Description of drawings
Accompanying drawing 1 is the general illustration of single-point logging method.
Description of reference numerals:
1. user, 2. element task platform, 3. process simulation process of user login, 4.Apache Http server, 5. goal systems
Accompanying drawing 2 is the single-point logging method flow chart.
Execution mode
Mainly employing program of the present invention is come the operating process of analog subscriber login goal systems, and key step is as follows:
(1) process of analysis user login goal systems.As open login page, fill in identity information, fill in check code, step such as login;
(2) by Apache Http server single-sign-on goal systems and element task platform are combined.Utilize the reverse proxy function of Apache remote server to be mapped to the URL space of home server, home server is not to play the part of the role of acting server on the traditional sense but a mirror image showing as remote server, thereby realizes the free access of basic platform to the goal systems page;
(3) the register process of analog subscriber.According to the labor of the user being logined the goal systems process, use script to simulate this process of reproduction.Trigger its onblur () incident to the text box of appointment and obtain user state information as user's login account is filled in; Filling in user login code calls cryptographic algorithm then and calculates password value after the encryption that need transmit on the backstage or the like;
(4) according to goal systems feature selecting carry pattern recognition program whether automatically.Utilize pattern recognition program to resolve the identifying code that to fill in when the user logins, and the data that identify are filled in to the appointed area;
(5) login system.The data that General System also needs the user is filled in before login are carried out verification or are carried out some parsing computings etc., and utilizing script initiatively to trigger these incidents is that last login is prepared.The click incident of last initiatively submission form or triggering login button is carried out system login.

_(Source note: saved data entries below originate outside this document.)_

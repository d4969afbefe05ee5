//! CLI integration tests
//!
//! These tests run the built binary against fixture schemas.

#![cfg(feature = "cli")]

mod common;

use std::fs;
use std::path::PathBuf;
use std::process::{Command, Output};

fn eudamed_bin() -> PathBuf {
    PathBuf::from(env!("CARGO_BIN_EXE_eudamed-xml"))
}

fn run(args: &[&str]) -> Output {
    Command::new(eudamed_bin())
        .args(args)
        .output()
        .expect("Failed to execute command")
}

// ============================================================================
// Check Command Tests
// ============================================================================

#[test]
fn test_cli_check_gmn() {
    let output = run(&["check", "gmn", "599302877PAY"]);
    assert!(output.status.success());
    assert_eq!(String::from_utf8_lossy(&output.stdout).trim(), "599302877PAYU9");
}

#[test]
fn test_cli_check_gtin() {
    let output = run(&["check", "gtin", "0400638133393"]);
    assert!(output.status.success());
    assert_eq!(String::from_utf8_lossy(&output.stdout).trim(), "04006381333931");
}

#[test]
fn test_cli_check_verify() {
    assert!(run(&["check", "gmn", "--verify", "599302677TAYU3"]).status.success());
    assert!(!run(&["check", "gtin", "--verify", "04006381333932"]).status.success());
}

#[test]
fn test_cli_check_invalid_length() {
    let output = run(&["check", "gmn", "ABCDE"]);
    assert!(!output.status.success());
    assert!(String::from_utf8_lossy(&output.stderr).contains("Error:"));
}

// ============================================================================
// Inspect Command Tests
// ============================================================================

#[test]
fn test_cli_inspect_paths() {
    let (_dir, schema) = common::device_schema();
    let output = run(&["inspect", schema.to_str().unwrap()]);
    let stdout = String::from_utf8_lossy(&output.stdout);

    assert!(output.status.success(), "inspect should succeed");
    assert!(stdout.contains("MDRDevice [1..1] : MDRDeviceType"));
    assert!(stdout.contains("MDRDevice/MDRBasicUDI/riskClass [1..1]"));
    assert!(stdout.contains("MDRDevice/MDRUDIDIData [1..*]"));
}

#[test]
fn test_cli_inspect_unknown_root() {
    let (_dir, schema) = common::device_schema();
    let output = run(&["inspect", "--root", "Nope", schema.to_str().unwrap()]);
    assert!(!output.status.success());
}

// ============================================================================
// Generate Command Tests
// ============================================================================

#[test]
fn test_cli_generate_with_envelope() {
    let (dir, schema) = common::device_schema();
    let values = dir.path().join("values.json");
    fs::write(&values, common::DEVICE_VALUES).unwrap();
    let config = dir.path().join("config.toml");
    fs::write(
        &config,
        "[envelope]\nactor_code = \"BE-MF-000000001\"\nparty_id = \"party\"\n",
    )
    .unwrap();
    let out = dir.path().join("device.xml");

    let output = run(&[
        "generate",
        schema.to_str().unwrap(),
        "--config",
        config.to_str().unwrap(),
        "--values",
        values.to_str().unwrap(),
        "--envelope",
        "-o",
        out.to_str().unwrap(),
    ]);
    assert!(output.status.success(), "{}", String::from_utf8_lossy(&output.stderr));

    let xml = fs::read_to_string(&out).unwrap();
    assert!(xml.contains("<m:Push"));
    assert!(xml.contains("BE-MF-000000001"));
    assert!(xml.contains("599302677TAYU3"));
}

#[test]
fn test_cli_generate_missing_group_is_unconstrained() {
    let (dir, schema) = common::device_schema();
    let values = dir.path().join("values.json");
    fs::write(&values, common::DEVICE_VALUES).unwrap();

    let output = run(&[
        "generate",
        schema.to_str().unwrap(),
        "--config-dir",
        dir.path().to_str().unwrap(),
        "--group",
        "implants",
        "--values",
        values.to_str().unwrap(),
    ]);
    assert!(output.status.success());
    let stdout = String::from_utf8_lossy(&output.stdout);
    assert!(stdout.contains("<device:MDRDevice"));
    assert!(stdout.contains("CLASS_IIA"));
}

// ============================================================================
// Bulk and Regenerate Command Tests
// ============================================================================

#[test]
fn test_cli_bulk() {
    let (dir, schema) = common::device_schema();
    let values = dir.path().join("values.json");
    fs::write(&values, common::DEVICE_VALUES).unwrap();
    let rows = dir.path().join("rows.json");
    fs::write(
        &rows,
        r#"[{"dpt": "2", "cyl": "1", "pcode": "P2", "udi_di": "05993020000028"},
            {"dpt": "1", "cyl": "1", "pcode": "P1", "udi_di": "05993020000011"}]"#,
    )
    .unwrap();
    let out_dir = dir.path().join("bulk");

    let output = run(&[
        "bulk",
        schema.to_str().unwrap(),
        "--values",
        values.to_str().unwrap(),
        "--rows",
        rows.to_str().unwrap(),
        "-o",
        out_dir.to_str().unwrap(),
    ]);
    assert!(output.status.success(), "{}", String::from_utf8_lossy(&output.stderr));

    let first = fs::read_to_string(out_dir.join("000_P1.xml")).unwrap();
    assert!(first.contains("05993020000011"));
    let second = fs::read_to_string(out_dir.join("001_P2.xml")).unwrap();
    assert!(second.contains("05993020000028"));
}

#[test]
fn test_cli_regenerate() {
    let (dir, schema) = common::device_schema();
    let values = dir.path().join("values.json");
    fs::write(&values, common::DEVICE_VALUES).unwrap();
    let input = dir.path().join("device.xml");
    let generated = run(&[
        "generate",
        schema.to_str().unwrap(),
        "--values",
        values.to_str().unwrap(),
        "-o",
        input.to_str().unwrap(),
    ]);
    assert!(generated.status.success());

    let output_path = dir.path().join("new.xml");
    let output = run(&[
        "regenerate",
        input.to_str().unwrap(),
        output_path.to_str().unwrap(),
        "--seed",
        "5",
    ]);
    assert!(output.status.success(), "{}", String::from_utf8_lossy(&output.stderr));
    assert!(String::from_utf8_lossy(&output.stdout).contains("Basic UDI-DI: 599302677TAYU3"));
    assert!(output_path.exists());

    let same = run(&["regenerate", input.to_str().unwrap(), input.to_str().unwrap()]);
    assert!(!same.status.success());
}
//! Resource loading utilities
//!
//! This module handles reading and writing of schemas, documents and
//! configuration files with size limits applied.

use crate::error::{Error, Result};
use crate::limits::Limits;
use std::fs;
use std::path::Path;

/// Resource loader for schemas, documents and configuration files
#[derive(Debug, Clone, Default)]
pub struct Loader {
    /// Resource limits
    limits: Limits,
}

impl Loader {
    /// Create a new loader with default settings
    pub fn new() -> Self {
        Self::default()
    }

    /// Set the limits
    pub fn with_limits(mut self, limits: Limits) -> Self {
        self.limits = limits;
        self
    }

    /// Get the limits
    pub fn limits(&self) -> &Limits {
        &self.limits
    }

    /// Load a resource as a string
    pub fn load(&self, path: &Path) -> Result<String> {
        let metadata = fs::metadata(path).map_err(|e| {
            Error::Resource(format!("Failed to read file '{}': {}", path.display(), e))
        })?;
        self.limits.check_file_size(metadata.len() as usize)?;

        fs::read_to_string(path).map_err(|e| {
            Error::Resource(format!("Failed to read file '{}': {}", path.display(), e))
        })
    }

    /// Load a resource as a string if it exists
    pub fn load_optional(&self, path: &Path) -> Result<Option<String>> {
        if !path.exists() {
            return Ok(None);
        }
        self.load(path).map(Some)
    }

    /// Write a new resource, creating parent directories as needed
    pub fn write(&self, path: &Path, contents: &str) -> Result<()> {
        if let Some(parent) = path.parent() {
            if !parent.as_os_str().is_empty() {
                fs::create_dir_all(parent)?;
            }
        }
        fs::write(path, contents).map_err(|e| {
            Error::Resource(format!("Failed to write file '{}': {}", path.display(), e))
        })
    }
}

Method of the present invention is that the process that the user logins each operation system of tax office is carried out labor, the login of the accurate analog subscriber of employing program is promptly opened login page, fills in identity information, is resolved processes such as identification check code and login, what final realization was easy the business service function that can use each system to provide in platform is provided each operation system of tax office in the unified element task platform.It is wider that the scope of application is compared in the simulation of the implementation method of this kind single-sign-on and traditional URL, process is simply quick, and the workload of cost is also less, can add new single-node login system easily, also can be transplanted to easily in other the project and go, have good practical value.